La demande des prêtres d’Amazonie d’ouvrir la consécration sacerdotale à des hommes mariés est un épisode qui s’inscrit dans une évolution inéluctable.
Voici les données du débat.
Bibliquement, le célibat n’est jamais lié à un ministère. La première épître à Timothée dit : « Il faut que l’épiscope (l’évêque) soit l’homme d’une seule femme » (1 Tim 3.2). Pierre qui est considéré comme le premier pape était marié puisqu’il avait une belle-mère (Mt 8.14) et qu’il voyageait avec sa femme (1 Co 9.5).
L’Église aime à se référer à la tradition, or cette dernière ne défend pas le caractère obligatoire du célibat des prêtres. Jusqu’au onzième siècle, on a trouvé dans l’Église romaine un clergé marié. L’Église orthodoxe, qui est très attachée à la tradition, admet en son sein des prêtres mariés.
Le célibat est une question de discipline et non de foi. De nos jours, on trouve des prêtres mariés dans les Églises orientales attachées à Rome (uniates, maronites…). Des anciens pasteurs et prêtres anglicans mariés ont été ordonnés dans l’Église catholique ces dernières années sans qu’on leur demande de se séparer de leurs épouses. L’Église pourrait donc revenir sur l’obligation du célibat sans toucher au dogme.
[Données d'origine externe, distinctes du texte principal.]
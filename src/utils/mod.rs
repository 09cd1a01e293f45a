//! Utility functions and helpers
//!
//! Logging setup plus the small formatting helpers used by handlers and views.

pub mod format;
pub mod logging;

pub use format::{escape_html, truncate_email};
Historiquement, le célibat des prêtres a été instauré pour des raisons de pureté selon les interdits du Lévitique qui affirment l’incompatibilité entre la vie sexuelle et le service de l’autel. Les effets de cette compréhension perdurent alors que le discours de l’Église sur l’impureté de la sexualité a changé.
Le célibat des prêtres est justifié de nos jours par une disponibilité radicale. Pour certains, c’est vrai mais son caractère obligatoire est discutable. Dans les Églises protestantes et orthodoxes, on trouve des prêtres et des pasteurs qui sont soutenus par leur conjoint dans leur foi et leur ministère. On trouve aussi des prêtres qui vivent leur célibat comme une solitude appauvrissante, sans parler des dérives qu’il peut susciter.
Un prêtre avec qui je discutais du drame de la pédophilie m’a répondu que le célibat des prêtres n’y survivra pas. Lorsque je lui ai dit que le lien entre le célibat et les déviances sexuelles n’était pas évident, il m’a répondu : « Ce n’est pas cela, c’est une question de signe. Le célibat des prêtres était le signe d’une disponibilité radicale. Depuis les scandales sexuels, le signe ne fonctionne plus. »
Si le pape accepte la demande des évêques d’Amazonie, non seulement c’est une brèche qui sera un jour imitée par d’autres, mais en plus ce sera une vraie évolution dans la reconnaissance du rôle des conférences épiscopales.
La fin du célibat en Europe n’est peut-être pas pour demain, mais elle est inéluctable.